The big night out

This week was my Birthday week.

As I’ve got older, I’ve realised that a one day celebration just isn’t enough. Over the years, I would have looked forward to a gin & tonic, followed by a gourmet meal, a few glasses of Shiraz, a snifter of Cointreau and an early night, but now that’s pretty much a weekly, if not daily occurrence. So John has to be more creative than ever to impress. He often reminds that when I asked for flowers, he bought me a flower shop!

That should be enough for all future birthdays, but I say…

 Be careful what you wish for!

These days, getting into my PJs at 6.30pm or breakfast in bed, is all I dream of.

But NO, John thought it was about time I left the village and went on a big night out. At first I thought…

Oh no, really? Do I have to?!!!

But what I didn’t know was that John is in fact a Timelord and was able to whisk me and my best friend Paula back to 1979, when we spent hours as teenagers, listening to Genesis in Paula’s bedroom. We didn’t actually go back to Paula’s bedroom but instead drove us to the bright lights of Brighton to see ‘The Musical Box’ a Genesis Tribute band playing at the The Theatre Royal.

Oh my, what a fantastic night!!!!!

Leaving the village was an effort in itself. I rarely take off my Flowershop apron, I wear it pretty much all of the time, it’s become part of me and I carry everything dear to me around in that front pouch. But off it came and and out came the DENIM jacket!!!!


Brighton was like London, the lights, the noise, the people, the cars all felt strangely exciting after the odd night out at Pulborough Village Cinema.

The lobby area was crammed with middle-aged rockers in faded denim and wide-fitting shoes. We picked up our tickets and gazed up at the steep staircase leading to our seats, looking to see if a Stannah lift had been fitted.  Unfortunately one hadn’t and I wasn’t the only one who had to stop for a breather, more than once, before finally reaching the terrifying ledge on which our seats were perched.

When the music started, I was seventeen again and it was only the fear of toppling over the thigh high balcony and into the stands below, that prevented me from jumping around like a lunatic. Instead I sat still and couldn’t help but smile as the spotlights zigzagged across the auditorium, catching the reflection of a thousand bald heads, bobbing up and down in time with the music.
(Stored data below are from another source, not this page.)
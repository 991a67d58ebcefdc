//! `valueReplace` operation
//!
//! Rewrites every leaf in the tree whose value equals a search target. The
//! traversal is a fold: each visited directory threads the running
//! [`ReplaceReport`] through and hands back the updated one.

use serde::{Deserialize, Serialize};

use crate::error::Result;
use crate::tree::{Node, Tree};

/// Wire value that asks for an environment lookup
pub const ENV_SENTINEL: &str = "ENV";

/// Replacement for matched leaves
#[derive(Debug, Clone, PartialEq, Eq)]
pub enum Replacement {
    /// Use this value as-is
    Literal(String),

    /// Use the environment variable named by the target, minus `%` wrapping
    Env,
}

impl Replacement {
    pub fn from_wire(value: &str) -> Self {
        if value == ENV_SENTINEL {
            Replacement::Env
        } else {
            Replacement::Literal(value.to_string())
        }
    }

    /// Resolve against the process environment
    pub fn resolve(&self, target: &str) -> String {
        self.resolve_with(target, &|name| std::env::var(name).ok())
    }

    /// Resolve with a caller-supplied variable lookup.
    ///
    /// An unset variable resolves to the literal `ENV`.
    pub fn resolve_with(&self, target: &str, lookup: &dyn Fn(&str) -> Option<String>) -> String {
        match self {
            Replacement::Literal(value) => value.clone(),
            Replacement::Env => {
                let name = target.trim_matches('%');
                lookup(name).unwrap_or_else(|| {
                    tracing::debug!("environment variable {} not set, using {}", name, ENV_SENTINEL);
                    ENV_SENTINEL.to_string()
                })
            }
        }
    }
}

/// Outcome of a tree-wide replace
#[derive(Debug, Clone, Default, PartialEq, Eq, Serialize, Deserialize)]
pub struct ReplaceReport {
    pub status: bool,

    /// Containing directory of each rewritten leaf, in traversal order.
    /// A directory appears once per leaf rewritten inside it.
    #[serde(rename = "l_fileChanged")]
    pub changed: Vec<String>,

    pub hits: usize,
}

/// Replace every leaf equal to `target`, resolving `replacement` first
pub fn value_replace(tree: &mut Tree, target: &str, replacement: &Replacement) -> Result<ReplaceReport> {
    let value = replacement.resolve(target);
    replace_all(tree, target, &value)
}

/// Depth-first rewrite of every leaf whose value is exactly `target`.
///
/// Rewrites are applied as they are found; nothing is rolled back if the
/// traversal fails part way.
pub fn replace_all(tree: &mut Tree, target: &str, value: &str) -> Result<ReplaceReport> {
    let mut report = tree.fold_dirs_mut(ReplaceReport::default(), |mut report, dir_path, dir| {
        for (name, node) in dir.children_mut() {
            if let Node::Leaf(current) = node {
                tracing::trace!("{}/{}: {}", dir_path, name, current);
                if current.as_str() == target {
                    *current = value.to_string();
                    report.hits += 1;
                    report.changed.push(dir_path.to_string());
                }
            }
        }
        Ok(report)
    })?;

    report.status = true;
    tracing::debug!("valueReplace {:?}: {} hits", target, report.hits);
    Ok(report)
}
Exhausted and drunk on nostalgia, we headed home, back to our little village. I breathed a deep sigh as we passed into West Sussex, off the main road and away from the bright lights. It was well after midnight when I fell into bed, thinking only of the little time I had to sleep before Luigi would be at the shop with an early delivery of flower.

Next year, a bouquet of flowers, that I didn’t have to create and a lie in on a Saturday is all I want.